### Exercise objective:
The lines from the one containing "assert!(free.is_available());" through the end of the entries are what to output; reproduce them exactly and add nothing.

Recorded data

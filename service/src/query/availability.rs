//! [`Query`] checking whether a [`Space`] is free over a [`Period`].

use common::operations::{By, Select};
use derive_more::{Display, Error, From};
use tracerr::Traced;

use crate::{
    domain::{
        reservation::{self, Period},
        space, Reservation, Space,
    },
    infra::{store, Storage},
    Query, Service,
};

/// [`Query`] checking whether a [`Space`] is free over a [`Period`].
#[derive(Clone, Copy, Debug)]
pub struct CheckAvailability {
    /// ID of the [`Space`] to check.
    pub space_id: space::Id,

    /// [`DateTime`] the checked [`Period`] starts at.
    ///
    /// [`DateTime`]: common::DateTime
    pub starts_at: reservation::StartDateTime,

    /// [`DateTime`] the checked [`Period`] ends at.
    ///
    /// [`DateTime`]: common::DateTime
    pub ends_at: reservation::EndDateTime,
}

/// Output of the [`CheckAvailability`] [`Query`].
#[derive(Clone, Debug)]
pub struct Availability {
    /// First found [`Reservation`] overlapping with the checked [`Period`],
    /// if any.
    pub conflict: Option<Reservation>,
}

impl Availability {
    /// Indicates whether the checked [`Period`] is free.
    #[must_use]
    pub fn is_available(&self) -> bool {
        self.conflict.is_none()
    }
}

impl<Db> Query<CheckAvailability> for Service<Db>
where
    Db: Storage<
            Select<By<Option<Space>, space::Id>>,
            Ok = Option<Space>,
            Err = Traced<store::Error>,
        > + Storage<
            Select<By<Vec<Reservation>, space::Id>>,
            Ok = Vec<Reservation>,
            Err = Traced<store::Error>,
        >,
{
    type Ok = Availability;
    type Err = Traced<ExecutionError>;

    async fn execute(
        &self,
        query: CheckAvailability,
    ) -> Result<Self::Ok, Self::Err> {
        use ExecutionError as E;

        let period = Period::new(query.starts_at, query.ends_at)
            .ok_or(E::InvalidDateRange)
            .map_err(tracerr::wrap!())?;

        self.store()
            .execute(Select(By::<Option<Space>, _>::new(query.space_id)))
            .await
            .map_err(tracerr::map_from_and_wrap!(=> E))?
            .ok_or(E::SpaceNotFound(query.space_id))
            .map_err(tracerr::wrap!())
            .map(drop)?;

        let conflict = self
            .store()
            .execute(Select(By::<Vec<Reservation>, _>::new(query.space_id)))
            .await
            .map_err(tracerr::map_from_and_wrap!(=> E))?
            .into_iter()
            .find(|r| r.period.overlaps(&period));

        Ok(Availability { conflict })
    }
}

/// Error of [`CheckAvailability`] [`Query`] execution.
#[derive(Debug, Display, Error, From)]
pub enum ExecutionError {
    /// [`Storage`] error.
    #[display("`Storage` operation failed: {_0}")]
    #[from]
    Store(store::Error),

    /// [`Space`] with the provided ID does not exist.
    #[display("`Space(id: {_0})` does not exist")]
    SpaceNotFound(#[error(not(source))] space::Id),

    /// Provided [`Period`] doesn't start strictly before it ends.
    #[display("`Period` must start strictly before it ends")]
    InvalidDateRange,
}

#[cfg(test)]
mod spec {
    use std::time::Duration;

    use common::{
        operations::{Commit, Insert, Transact},
        DateTime,
    };

    use crate::{
        command::{Command as _, ReserveSpace},
        domain::{space, Space},
        infra::{payment, Store},
        Config, Service,
    };

    use super::{CheckAvailability, ExecutionError};

    async fn service_with_reserved_space() -> Service<Store> {
        let store = Store::in_memory();
        let tx = store.execute(Transact).await.unwrap();
        tx.execute(Insert(Space {
            id: 1.into(),
            name: "Garage Centro".parse().unwrap(),
            location: "Madrid".parse().unwrap(),
            description: "".parse().unwrap(),
            kind: space::Kind::Garage,
            price: "100EUR".parse().unwrap(),
            rating: space::Rating::unrated(),
            features: vec![],
            size: 20,
            status: space::Status::Active,
            owner_id: 1.into(),
            created_at: DateTime::now().coerce(),
            deleted_at: None,
        }))
        .await
        .unwrap();
        tx.execute(Commit).await.unwrap();

        let service = Service::new(
            Config {
                payment: payment::Config {
                    latency: Duration::ZERO,
                    timeout: Duration::from_secs(5),
                },
                ..Config::default()
            },
            store,
        );
        drop(
            service
                .execute(ReserveSpace {
                    space_id: 1.into(),
                    tenant_id: 7.into(),
                    starts_at: DateTime::from_rfc3339("2024-06-01T00:00:00Z")
                        .unwrap()
                        .coerce(),
                    ends_at: DateTime::from_rfc3339("2024-06-05T00:00:00Z")
                        .unwrap()
                        .coerce(),
                })
                .await
                .unwrap(),
        );
        service
    }

    fn query(starts_at: &str, ends_at: &str) -> CheckAvailability {
        CheckAvailability {
            space_id: 1.into(),
            starts_at: DateTime::from_rfc3339(starts_at).unwrap().coerce(),
            ends_at: DateTime::from_rfc3339(ends_at).unwrap().coerce(),
        }
    }

    #[tokio::test]
    async fn reports_conflicts_without_mutating() {
        let service = service_with_reserved_space().await;

        let busy = service
            .execute(query("2024-06-03T00:00:00Z", "2024-06-08T00:00:00Z"))
            .await
            .unwrap();
        assert!(!busy.is_available());
        assert_eq!(
            busy.conflict.map(|r| r.space_id),
            Some(space::Id::from(1)),
        );

        let free = service
            .execute(query("2024-06-10T00:00:00Z", "2024-06-15T00:00:00Z"))
            .await
            .unwrap();
        assert!(free.is_available());
    }

    #[tokio::test]
    async fn rejects_inverted_date_range() {
        let service = service_with_reserved_space().await;

        let err = service
            .execute(query("2024-06-10T00:00:00Z", "2024-06-01T00:00:00Z"))
            .await
            .unwrap_err();
        assert!(matches!(
            err.as_ref(),
            ExecutionError::InvalidDateRange
        ));
    }
}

### Answer below:
        assert!(free.is_available());
    }

    #[tokio::test]
    async fn rejects_inverted_date_range() {
        let service = service_with_reserved_space().await;

        let err = service
            .execute(query("2024-06-10T00:00:00Z", "2024-06-01T00:00:00Z"))
            .await
            .unwrap_err();
        assert!(matches!(
            err.as_ref(),
            ExecutionError::InvalidDateRange
        ));
    }
}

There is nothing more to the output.